Instructions for the task: Go through the material below and please tally the lines that hold the word "first"; the number alone is the answer.

Extracted information:
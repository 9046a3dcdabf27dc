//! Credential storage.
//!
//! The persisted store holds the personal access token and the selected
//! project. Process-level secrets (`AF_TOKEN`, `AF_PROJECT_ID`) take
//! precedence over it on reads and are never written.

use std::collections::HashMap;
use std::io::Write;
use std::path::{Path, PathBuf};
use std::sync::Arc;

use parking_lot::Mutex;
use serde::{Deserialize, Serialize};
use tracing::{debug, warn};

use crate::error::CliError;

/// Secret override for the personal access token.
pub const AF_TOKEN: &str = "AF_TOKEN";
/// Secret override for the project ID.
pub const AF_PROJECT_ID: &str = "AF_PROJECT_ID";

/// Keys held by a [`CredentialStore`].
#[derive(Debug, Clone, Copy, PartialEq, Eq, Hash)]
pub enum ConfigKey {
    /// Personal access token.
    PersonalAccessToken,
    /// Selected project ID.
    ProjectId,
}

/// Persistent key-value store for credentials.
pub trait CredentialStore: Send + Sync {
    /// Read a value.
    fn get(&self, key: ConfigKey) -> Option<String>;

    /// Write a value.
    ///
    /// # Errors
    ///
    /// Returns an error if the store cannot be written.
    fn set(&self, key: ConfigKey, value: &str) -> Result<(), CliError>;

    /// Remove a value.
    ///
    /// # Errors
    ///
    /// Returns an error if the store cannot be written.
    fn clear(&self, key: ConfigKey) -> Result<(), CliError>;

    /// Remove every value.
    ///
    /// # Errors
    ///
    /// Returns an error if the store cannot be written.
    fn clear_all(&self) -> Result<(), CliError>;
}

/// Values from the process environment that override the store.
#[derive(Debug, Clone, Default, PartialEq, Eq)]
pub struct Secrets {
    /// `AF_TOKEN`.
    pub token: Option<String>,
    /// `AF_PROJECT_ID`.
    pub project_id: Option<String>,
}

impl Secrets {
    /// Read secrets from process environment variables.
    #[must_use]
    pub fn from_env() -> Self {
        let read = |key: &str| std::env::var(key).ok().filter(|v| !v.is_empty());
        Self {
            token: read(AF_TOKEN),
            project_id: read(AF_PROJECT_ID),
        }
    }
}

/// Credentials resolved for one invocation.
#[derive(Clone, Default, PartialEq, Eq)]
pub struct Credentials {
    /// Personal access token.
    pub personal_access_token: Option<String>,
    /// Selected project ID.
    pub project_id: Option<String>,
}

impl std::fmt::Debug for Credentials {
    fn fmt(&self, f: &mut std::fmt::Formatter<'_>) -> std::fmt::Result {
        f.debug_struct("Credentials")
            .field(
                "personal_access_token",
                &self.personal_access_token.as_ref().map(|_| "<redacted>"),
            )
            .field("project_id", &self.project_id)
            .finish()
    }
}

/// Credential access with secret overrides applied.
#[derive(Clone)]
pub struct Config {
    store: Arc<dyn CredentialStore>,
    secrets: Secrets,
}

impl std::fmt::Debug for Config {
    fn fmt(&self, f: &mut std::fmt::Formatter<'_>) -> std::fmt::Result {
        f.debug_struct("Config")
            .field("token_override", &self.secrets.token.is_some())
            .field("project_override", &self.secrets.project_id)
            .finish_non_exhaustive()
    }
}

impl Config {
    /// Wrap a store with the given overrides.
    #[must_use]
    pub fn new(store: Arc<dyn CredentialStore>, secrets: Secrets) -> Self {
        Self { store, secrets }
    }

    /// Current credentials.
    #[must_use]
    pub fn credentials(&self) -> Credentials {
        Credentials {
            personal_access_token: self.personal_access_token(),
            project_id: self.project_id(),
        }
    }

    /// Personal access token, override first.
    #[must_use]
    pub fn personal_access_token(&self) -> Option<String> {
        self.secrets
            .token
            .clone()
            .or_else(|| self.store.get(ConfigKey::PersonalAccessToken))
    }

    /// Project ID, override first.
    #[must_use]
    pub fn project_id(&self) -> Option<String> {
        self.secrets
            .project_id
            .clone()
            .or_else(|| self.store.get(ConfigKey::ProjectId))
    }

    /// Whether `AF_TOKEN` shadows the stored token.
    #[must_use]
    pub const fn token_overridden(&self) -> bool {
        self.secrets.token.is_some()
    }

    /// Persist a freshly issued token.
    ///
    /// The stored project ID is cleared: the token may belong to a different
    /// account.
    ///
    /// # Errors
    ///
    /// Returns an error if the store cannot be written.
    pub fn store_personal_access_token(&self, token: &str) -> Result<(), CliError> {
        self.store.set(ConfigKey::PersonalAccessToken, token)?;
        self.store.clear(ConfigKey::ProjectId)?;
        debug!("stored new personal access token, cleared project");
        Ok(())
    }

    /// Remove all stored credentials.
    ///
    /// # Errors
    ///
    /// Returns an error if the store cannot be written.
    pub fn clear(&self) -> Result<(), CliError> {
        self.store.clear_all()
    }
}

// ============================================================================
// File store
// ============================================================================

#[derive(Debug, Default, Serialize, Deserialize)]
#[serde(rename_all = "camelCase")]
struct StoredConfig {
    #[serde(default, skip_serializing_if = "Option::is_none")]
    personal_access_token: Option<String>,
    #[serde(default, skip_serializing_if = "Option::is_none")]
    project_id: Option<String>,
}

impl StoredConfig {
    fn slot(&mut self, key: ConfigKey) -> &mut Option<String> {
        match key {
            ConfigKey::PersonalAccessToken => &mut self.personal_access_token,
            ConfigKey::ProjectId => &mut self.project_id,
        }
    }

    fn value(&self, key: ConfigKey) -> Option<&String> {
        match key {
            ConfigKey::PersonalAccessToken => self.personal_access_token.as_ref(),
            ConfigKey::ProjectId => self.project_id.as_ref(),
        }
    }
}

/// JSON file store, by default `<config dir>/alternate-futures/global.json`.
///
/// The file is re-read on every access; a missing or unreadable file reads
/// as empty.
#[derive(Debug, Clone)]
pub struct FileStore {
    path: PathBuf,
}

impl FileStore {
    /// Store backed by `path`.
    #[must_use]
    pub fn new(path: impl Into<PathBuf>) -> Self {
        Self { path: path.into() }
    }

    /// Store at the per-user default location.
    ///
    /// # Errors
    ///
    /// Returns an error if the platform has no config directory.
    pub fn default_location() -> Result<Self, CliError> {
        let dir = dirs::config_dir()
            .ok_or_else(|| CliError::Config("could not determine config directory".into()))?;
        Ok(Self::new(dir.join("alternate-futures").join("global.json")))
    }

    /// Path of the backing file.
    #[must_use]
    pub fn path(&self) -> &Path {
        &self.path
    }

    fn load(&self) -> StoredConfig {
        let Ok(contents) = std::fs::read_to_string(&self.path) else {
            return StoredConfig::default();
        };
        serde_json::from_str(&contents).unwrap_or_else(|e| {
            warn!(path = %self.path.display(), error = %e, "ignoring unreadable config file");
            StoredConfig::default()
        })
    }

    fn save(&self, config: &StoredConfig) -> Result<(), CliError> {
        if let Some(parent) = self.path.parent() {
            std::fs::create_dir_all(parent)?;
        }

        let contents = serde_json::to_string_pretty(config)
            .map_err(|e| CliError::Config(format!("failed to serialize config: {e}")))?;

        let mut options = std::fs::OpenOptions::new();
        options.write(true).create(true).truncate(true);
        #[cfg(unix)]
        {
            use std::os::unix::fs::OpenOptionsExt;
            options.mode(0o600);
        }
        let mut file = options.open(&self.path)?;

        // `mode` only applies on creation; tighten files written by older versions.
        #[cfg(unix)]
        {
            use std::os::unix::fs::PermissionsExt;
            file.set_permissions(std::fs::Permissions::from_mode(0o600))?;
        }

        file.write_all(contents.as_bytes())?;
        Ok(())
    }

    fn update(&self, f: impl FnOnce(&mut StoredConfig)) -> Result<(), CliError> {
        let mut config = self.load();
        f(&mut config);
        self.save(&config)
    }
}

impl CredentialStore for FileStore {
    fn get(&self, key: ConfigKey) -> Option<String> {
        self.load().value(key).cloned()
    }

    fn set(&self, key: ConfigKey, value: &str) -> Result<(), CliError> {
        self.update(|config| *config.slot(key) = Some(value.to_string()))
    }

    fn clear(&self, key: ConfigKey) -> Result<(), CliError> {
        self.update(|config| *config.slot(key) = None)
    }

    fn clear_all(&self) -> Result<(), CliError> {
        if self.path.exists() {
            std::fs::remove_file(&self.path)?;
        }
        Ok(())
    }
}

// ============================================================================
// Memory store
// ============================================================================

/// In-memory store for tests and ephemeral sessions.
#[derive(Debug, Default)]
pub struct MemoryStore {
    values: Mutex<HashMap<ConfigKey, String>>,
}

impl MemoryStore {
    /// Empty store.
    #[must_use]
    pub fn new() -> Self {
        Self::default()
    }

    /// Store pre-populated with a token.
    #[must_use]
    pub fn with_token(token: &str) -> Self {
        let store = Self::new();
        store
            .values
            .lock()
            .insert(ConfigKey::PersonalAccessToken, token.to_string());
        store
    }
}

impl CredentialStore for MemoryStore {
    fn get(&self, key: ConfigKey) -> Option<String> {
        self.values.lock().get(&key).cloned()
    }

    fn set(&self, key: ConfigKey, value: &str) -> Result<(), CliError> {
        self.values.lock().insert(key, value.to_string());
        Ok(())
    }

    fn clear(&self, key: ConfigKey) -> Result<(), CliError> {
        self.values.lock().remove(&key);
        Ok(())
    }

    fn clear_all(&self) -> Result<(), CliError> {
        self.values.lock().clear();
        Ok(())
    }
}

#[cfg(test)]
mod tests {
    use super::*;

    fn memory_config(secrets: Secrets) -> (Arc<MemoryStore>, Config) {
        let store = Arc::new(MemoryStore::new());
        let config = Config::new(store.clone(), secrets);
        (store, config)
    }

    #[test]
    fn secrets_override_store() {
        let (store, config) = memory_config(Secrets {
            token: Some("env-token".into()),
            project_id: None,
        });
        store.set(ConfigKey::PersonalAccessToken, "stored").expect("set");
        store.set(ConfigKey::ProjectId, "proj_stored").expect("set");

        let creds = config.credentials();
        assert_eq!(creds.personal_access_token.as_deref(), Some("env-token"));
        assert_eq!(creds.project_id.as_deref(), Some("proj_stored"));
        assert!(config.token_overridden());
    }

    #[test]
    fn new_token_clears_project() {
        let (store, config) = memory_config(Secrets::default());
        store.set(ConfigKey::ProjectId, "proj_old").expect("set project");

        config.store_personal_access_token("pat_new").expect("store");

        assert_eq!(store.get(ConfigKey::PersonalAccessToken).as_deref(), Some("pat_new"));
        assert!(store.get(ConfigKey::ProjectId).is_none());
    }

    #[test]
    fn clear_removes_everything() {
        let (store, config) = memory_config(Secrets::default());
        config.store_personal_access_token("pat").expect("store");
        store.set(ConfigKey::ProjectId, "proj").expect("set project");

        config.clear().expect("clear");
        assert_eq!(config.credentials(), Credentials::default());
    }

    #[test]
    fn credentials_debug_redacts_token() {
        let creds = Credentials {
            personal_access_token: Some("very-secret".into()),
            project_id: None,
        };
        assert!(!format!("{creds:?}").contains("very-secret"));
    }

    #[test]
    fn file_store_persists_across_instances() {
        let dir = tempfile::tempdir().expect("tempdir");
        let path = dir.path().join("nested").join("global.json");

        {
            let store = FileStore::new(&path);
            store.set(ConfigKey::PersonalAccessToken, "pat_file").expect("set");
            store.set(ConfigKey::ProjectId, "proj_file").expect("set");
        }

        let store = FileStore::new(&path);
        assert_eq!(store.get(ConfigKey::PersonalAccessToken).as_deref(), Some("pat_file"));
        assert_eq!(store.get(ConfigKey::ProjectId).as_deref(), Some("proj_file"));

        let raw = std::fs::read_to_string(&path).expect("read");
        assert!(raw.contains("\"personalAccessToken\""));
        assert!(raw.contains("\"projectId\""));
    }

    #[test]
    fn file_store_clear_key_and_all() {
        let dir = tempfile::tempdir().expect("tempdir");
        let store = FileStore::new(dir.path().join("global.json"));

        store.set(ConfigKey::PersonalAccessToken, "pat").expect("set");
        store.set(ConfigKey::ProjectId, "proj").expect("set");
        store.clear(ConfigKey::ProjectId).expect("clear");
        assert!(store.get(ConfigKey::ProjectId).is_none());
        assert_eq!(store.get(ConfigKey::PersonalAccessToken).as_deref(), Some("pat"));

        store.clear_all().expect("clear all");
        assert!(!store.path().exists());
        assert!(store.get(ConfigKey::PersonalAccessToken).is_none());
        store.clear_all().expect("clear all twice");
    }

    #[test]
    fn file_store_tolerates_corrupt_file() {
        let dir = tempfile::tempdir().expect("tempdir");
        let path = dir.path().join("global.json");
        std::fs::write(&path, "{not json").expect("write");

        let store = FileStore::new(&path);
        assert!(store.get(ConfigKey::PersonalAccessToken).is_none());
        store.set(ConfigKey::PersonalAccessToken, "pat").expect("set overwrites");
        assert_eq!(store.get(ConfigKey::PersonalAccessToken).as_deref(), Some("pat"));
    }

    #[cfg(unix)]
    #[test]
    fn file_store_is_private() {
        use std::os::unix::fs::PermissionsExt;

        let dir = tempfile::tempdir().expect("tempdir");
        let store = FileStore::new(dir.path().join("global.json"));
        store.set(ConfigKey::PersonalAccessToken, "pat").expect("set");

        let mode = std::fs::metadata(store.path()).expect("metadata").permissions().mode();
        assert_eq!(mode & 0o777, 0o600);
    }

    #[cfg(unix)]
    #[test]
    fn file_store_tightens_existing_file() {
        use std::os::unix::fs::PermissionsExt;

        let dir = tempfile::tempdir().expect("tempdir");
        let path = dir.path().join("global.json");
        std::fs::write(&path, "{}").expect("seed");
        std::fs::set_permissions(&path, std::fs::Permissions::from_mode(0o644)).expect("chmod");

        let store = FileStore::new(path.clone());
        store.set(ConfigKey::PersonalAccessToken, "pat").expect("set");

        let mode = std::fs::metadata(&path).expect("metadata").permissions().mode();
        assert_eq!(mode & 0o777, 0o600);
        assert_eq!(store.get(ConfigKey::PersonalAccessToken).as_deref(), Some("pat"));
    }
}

Task result: 2